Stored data
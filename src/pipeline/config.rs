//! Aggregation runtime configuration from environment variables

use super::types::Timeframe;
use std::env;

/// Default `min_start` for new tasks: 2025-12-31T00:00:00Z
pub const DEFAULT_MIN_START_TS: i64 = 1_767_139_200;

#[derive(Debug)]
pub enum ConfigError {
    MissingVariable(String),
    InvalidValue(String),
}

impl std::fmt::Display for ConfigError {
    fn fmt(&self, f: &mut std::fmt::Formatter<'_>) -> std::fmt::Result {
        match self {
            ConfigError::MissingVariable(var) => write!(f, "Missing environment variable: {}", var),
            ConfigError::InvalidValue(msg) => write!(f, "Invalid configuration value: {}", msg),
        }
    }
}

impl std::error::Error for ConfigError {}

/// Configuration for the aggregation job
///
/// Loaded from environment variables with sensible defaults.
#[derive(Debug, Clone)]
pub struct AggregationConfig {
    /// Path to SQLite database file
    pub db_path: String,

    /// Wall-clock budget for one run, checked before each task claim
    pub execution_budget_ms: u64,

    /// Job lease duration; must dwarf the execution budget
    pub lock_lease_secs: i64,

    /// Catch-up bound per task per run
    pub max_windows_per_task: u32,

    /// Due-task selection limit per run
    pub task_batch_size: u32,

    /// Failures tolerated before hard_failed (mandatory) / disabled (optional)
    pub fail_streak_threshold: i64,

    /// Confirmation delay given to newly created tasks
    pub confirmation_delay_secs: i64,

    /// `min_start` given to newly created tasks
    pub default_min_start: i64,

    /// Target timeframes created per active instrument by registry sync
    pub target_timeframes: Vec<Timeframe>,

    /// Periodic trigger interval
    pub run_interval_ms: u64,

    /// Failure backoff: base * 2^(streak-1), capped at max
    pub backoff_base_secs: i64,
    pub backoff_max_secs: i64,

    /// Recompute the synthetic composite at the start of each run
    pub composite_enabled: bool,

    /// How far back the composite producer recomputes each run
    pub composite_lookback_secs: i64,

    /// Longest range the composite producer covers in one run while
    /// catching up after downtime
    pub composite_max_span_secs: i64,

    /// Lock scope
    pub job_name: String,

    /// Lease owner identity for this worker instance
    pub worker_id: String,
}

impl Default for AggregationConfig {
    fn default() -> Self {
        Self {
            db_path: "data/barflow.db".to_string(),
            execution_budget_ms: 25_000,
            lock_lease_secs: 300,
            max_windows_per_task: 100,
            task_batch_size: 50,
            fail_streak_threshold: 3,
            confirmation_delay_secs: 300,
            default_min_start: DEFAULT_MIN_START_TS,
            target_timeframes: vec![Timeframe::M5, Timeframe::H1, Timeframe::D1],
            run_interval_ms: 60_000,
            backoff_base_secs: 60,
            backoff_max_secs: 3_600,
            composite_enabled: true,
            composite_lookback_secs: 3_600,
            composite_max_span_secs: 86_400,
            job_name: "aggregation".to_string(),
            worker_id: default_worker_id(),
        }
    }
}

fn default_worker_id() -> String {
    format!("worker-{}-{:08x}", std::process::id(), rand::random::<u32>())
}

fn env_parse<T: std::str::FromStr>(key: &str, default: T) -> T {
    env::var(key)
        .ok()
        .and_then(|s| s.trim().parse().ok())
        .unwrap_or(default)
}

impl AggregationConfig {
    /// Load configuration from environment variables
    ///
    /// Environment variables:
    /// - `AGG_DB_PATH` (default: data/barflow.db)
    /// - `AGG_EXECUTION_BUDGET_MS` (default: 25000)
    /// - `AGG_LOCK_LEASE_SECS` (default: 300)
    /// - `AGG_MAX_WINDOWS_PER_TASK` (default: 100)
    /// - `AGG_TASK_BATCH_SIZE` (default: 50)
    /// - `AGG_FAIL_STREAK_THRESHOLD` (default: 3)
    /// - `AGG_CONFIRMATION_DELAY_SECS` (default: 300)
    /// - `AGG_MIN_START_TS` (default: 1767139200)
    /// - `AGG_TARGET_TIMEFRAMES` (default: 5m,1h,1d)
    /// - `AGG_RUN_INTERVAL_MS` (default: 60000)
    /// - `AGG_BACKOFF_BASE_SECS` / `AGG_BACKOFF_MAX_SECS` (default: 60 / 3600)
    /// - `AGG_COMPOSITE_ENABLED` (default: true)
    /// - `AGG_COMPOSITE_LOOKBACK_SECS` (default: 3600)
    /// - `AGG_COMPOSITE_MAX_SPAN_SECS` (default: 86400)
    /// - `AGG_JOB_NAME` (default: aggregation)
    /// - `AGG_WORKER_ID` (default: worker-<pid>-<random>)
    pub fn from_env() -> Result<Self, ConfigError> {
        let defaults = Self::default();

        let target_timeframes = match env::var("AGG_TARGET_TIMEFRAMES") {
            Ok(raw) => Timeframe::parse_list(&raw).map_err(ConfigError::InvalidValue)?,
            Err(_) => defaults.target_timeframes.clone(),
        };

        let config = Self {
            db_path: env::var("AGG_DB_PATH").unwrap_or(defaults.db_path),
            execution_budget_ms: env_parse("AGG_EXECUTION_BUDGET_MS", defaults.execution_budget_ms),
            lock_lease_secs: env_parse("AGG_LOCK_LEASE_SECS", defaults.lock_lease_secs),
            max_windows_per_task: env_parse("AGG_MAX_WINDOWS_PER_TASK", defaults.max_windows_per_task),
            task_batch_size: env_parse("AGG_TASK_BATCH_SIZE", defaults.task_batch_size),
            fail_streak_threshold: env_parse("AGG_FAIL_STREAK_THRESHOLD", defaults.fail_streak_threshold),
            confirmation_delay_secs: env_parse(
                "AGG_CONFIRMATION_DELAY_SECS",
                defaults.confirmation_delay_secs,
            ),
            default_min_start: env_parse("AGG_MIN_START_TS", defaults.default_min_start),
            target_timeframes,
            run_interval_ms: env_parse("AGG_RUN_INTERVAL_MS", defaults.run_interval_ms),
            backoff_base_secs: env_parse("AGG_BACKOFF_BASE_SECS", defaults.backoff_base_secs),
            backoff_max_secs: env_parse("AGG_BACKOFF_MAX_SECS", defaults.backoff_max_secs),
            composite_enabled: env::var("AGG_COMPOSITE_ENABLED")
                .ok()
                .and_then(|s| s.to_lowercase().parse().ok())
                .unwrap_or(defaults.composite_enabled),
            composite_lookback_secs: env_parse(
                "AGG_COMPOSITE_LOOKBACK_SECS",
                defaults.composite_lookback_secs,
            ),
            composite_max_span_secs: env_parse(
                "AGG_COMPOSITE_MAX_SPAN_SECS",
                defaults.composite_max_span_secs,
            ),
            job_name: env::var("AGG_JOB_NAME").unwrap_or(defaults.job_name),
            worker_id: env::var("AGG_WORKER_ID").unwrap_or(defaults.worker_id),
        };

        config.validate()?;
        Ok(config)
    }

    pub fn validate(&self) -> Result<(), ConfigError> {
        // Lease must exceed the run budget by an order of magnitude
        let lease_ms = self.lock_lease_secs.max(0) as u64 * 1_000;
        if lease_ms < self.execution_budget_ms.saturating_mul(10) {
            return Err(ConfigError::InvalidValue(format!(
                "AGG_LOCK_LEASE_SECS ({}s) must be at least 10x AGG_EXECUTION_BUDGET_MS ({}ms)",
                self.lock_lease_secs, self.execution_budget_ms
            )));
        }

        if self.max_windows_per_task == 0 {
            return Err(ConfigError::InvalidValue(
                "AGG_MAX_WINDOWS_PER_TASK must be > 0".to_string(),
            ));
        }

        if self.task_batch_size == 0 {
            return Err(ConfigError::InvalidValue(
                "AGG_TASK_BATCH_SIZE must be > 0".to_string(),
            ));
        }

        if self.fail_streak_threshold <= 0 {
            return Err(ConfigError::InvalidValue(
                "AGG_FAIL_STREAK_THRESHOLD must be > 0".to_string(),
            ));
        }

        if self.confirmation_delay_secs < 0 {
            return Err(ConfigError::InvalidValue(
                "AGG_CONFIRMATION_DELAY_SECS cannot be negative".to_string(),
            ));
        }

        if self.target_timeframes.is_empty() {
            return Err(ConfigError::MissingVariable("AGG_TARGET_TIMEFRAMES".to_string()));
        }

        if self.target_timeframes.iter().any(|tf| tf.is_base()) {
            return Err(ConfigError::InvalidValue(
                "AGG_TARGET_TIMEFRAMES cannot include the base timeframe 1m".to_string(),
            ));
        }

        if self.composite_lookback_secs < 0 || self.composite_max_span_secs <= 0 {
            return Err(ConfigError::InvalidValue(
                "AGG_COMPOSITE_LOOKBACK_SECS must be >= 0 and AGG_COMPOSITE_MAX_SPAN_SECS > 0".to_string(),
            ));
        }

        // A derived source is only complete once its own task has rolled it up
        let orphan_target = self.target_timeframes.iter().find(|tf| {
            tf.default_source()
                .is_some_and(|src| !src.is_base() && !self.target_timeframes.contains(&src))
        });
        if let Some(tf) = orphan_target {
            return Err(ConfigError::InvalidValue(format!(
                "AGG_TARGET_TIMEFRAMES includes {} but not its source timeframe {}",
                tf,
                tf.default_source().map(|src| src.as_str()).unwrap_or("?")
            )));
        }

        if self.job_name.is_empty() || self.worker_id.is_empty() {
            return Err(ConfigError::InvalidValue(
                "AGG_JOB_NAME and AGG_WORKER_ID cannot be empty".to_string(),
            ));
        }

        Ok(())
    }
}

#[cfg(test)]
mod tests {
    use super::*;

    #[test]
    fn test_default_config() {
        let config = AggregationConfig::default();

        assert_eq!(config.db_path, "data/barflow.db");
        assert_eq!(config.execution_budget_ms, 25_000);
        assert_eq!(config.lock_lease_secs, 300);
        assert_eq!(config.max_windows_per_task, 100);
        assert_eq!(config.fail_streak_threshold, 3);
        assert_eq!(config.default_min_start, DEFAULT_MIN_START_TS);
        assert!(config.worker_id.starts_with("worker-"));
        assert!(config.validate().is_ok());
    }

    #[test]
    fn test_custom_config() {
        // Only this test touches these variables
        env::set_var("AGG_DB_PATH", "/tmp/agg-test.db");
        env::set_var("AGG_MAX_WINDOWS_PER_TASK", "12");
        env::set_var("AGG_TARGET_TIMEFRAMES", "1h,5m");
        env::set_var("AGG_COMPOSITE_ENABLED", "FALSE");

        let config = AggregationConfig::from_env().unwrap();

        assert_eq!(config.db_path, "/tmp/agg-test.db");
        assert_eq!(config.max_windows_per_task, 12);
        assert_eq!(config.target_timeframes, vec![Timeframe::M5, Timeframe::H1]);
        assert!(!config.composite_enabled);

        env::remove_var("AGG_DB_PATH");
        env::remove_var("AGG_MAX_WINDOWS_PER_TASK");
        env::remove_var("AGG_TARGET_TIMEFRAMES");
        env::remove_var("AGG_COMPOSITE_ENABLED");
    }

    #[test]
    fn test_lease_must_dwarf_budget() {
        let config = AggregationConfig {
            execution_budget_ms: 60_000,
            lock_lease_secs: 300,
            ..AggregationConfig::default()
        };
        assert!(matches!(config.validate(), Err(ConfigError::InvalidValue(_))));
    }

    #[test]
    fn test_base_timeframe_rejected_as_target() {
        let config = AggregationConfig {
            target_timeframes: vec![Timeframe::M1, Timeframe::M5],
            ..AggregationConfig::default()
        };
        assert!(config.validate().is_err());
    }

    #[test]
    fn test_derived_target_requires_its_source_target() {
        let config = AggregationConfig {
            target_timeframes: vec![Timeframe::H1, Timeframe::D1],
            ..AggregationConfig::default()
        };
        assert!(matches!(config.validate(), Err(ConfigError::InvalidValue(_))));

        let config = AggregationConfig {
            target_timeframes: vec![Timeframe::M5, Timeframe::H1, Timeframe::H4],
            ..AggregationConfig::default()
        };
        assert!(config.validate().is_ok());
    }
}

---

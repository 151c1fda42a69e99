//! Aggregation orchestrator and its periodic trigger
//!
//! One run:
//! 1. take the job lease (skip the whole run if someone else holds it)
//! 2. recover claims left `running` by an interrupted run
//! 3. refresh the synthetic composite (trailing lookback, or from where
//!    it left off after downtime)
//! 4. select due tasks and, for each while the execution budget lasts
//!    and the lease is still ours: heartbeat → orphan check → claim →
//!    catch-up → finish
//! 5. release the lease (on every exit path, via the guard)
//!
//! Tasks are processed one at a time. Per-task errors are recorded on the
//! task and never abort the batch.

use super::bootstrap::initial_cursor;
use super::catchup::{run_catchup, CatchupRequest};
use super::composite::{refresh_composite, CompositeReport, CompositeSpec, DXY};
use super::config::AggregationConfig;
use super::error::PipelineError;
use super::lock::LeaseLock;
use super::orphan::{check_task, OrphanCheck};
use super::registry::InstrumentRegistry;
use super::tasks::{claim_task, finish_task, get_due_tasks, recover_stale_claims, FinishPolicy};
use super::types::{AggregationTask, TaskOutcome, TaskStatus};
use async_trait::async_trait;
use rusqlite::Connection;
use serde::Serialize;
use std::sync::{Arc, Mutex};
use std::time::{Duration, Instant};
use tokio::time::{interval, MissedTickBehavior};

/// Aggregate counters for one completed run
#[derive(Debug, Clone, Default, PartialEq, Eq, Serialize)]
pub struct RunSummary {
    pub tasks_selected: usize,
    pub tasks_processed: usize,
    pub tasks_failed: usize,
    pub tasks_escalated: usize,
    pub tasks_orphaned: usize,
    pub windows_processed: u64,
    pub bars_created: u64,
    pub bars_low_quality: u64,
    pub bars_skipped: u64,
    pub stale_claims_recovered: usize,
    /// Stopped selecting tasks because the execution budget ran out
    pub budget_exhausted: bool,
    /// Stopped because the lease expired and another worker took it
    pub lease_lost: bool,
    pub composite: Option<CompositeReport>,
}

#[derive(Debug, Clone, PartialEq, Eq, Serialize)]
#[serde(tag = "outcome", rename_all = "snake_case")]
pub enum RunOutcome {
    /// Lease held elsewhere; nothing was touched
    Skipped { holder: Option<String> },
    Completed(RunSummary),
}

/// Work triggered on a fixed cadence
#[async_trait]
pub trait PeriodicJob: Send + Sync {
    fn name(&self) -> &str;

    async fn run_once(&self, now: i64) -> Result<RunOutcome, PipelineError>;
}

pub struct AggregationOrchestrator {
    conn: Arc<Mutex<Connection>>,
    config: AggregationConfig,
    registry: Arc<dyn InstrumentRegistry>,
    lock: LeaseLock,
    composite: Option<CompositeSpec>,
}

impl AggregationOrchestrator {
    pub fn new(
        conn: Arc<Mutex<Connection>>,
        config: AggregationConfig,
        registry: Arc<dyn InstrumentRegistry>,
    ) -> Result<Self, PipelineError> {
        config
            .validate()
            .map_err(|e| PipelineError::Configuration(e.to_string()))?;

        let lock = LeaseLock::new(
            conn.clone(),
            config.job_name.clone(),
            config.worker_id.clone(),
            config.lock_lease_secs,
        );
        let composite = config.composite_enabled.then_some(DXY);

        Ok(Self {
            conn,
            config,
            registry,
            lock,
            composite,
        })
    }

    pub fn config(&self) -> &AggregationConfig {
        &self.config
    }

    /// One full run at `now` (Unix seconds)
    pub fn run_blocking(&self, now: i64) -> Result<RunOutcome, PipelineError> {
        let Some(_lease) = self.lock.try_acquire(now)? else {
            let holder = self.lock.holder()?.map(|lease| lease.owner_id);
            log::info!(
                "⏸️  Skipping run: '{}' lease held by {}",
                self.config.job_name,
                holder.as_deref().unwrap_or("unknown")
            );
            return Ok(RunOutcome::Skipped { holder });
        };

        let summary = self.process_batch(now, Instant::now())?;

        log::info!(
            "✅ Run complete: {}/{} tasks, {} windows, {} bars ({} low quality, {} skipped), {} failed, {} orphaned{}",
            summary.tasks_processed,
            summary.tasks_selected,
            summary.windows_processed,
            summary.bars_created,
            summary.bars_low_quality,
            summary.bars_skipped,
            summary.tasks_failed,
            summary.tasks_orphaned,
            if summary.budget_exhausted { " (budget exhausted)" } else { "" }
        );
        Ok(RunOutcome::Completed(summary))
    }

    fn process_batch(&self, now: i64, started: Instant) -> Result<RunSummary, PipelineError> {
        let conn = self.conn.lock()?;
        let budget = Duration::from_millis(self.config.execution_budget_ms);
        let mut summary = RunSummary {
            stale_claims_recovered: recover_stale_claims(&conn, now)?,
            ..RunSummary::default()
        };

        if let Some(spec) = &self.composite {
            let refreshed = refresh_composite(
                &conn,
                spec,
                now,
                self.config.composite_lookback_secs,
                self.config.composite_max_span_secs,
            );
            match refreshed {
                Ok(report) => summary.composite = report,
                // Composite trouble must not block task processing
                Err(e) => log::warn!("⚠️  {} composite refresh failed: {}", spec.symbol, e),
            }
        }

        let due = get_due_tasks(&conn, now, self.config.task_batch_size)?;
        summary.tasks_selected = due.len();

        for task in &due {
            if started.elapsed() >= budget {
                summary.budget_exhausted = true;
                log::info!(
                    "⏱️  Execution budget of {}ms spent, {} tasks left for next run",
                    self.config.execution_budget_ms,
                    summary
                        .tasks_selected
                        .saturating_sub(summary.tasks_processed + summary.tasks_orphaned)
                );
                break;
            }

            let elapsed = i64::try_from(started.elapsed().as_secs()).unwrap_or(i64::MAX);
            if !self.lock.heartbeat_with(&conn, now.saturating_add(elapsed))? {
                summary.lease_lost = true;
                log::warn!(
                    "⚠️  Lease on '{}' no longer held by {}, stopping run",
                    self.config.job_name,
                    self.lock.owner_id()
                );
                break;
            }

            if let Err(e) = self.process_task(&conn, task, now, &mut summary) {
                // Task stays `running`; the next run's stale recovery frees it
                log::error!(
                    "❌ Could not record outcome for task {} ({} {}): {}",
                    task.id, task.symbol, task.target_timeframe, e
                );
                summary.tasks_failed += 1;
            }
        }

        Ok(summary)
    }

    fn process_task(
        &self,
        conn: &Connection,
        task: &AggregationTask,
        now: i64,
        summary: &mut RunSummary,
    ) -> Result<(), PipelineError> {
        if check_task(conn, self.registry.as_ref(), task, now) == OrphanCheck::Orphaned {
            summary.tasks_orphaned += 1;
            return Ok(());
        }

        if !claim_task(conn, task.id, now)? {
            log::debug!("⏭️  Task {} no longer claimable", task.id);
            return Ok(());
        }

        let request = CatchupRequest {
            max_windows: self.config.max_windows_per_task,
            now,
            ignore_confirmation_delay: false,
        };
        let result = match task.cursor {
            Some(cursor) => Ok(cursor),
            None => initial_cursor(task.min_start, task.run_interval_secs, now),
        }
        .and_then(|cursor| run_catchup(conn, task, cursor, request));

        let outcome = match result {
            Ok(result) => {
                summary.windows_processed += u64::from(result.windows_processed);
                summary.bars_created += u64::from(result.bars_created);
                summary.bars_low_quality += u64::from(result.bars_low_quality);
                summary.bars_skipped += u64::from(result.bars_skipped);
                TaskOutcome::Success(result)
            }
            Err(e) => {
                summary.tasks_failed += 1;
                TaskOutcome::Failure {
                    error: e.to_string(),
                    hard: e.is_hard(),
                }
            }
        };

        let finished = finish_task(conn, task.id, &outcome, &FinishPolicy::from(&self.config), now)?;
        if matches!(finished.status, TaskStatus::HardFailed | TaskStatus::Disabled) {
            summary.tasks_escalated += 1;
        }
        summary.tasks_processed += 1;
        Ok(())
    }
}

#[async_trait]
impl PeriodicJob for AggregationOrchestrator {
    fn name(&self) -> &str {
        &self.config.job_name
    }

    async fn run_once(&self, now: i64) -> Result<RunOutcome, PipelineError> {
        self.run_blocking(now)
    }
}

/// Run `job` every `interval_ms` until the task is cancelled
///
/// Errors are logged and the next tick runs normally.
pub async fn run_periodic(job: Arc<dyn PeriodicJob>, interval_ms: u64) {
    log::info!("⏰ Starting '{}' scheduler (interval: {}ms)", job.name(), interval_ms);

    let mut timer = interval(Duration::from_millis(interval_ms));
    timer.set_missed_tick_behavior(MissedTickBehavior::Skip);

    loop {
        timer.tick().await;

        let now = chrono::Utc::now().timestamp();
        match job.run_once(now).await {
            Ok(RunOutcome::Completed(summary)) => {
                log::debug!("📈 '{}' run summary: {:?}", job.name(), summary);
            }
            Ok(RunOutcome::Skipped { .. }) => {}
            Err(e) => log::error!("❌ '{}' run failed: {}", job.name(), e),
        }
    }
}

[What to do]:
Word search in the records above: please count the lines holding "Connection" and state the count alone.

[Exercise response]:
4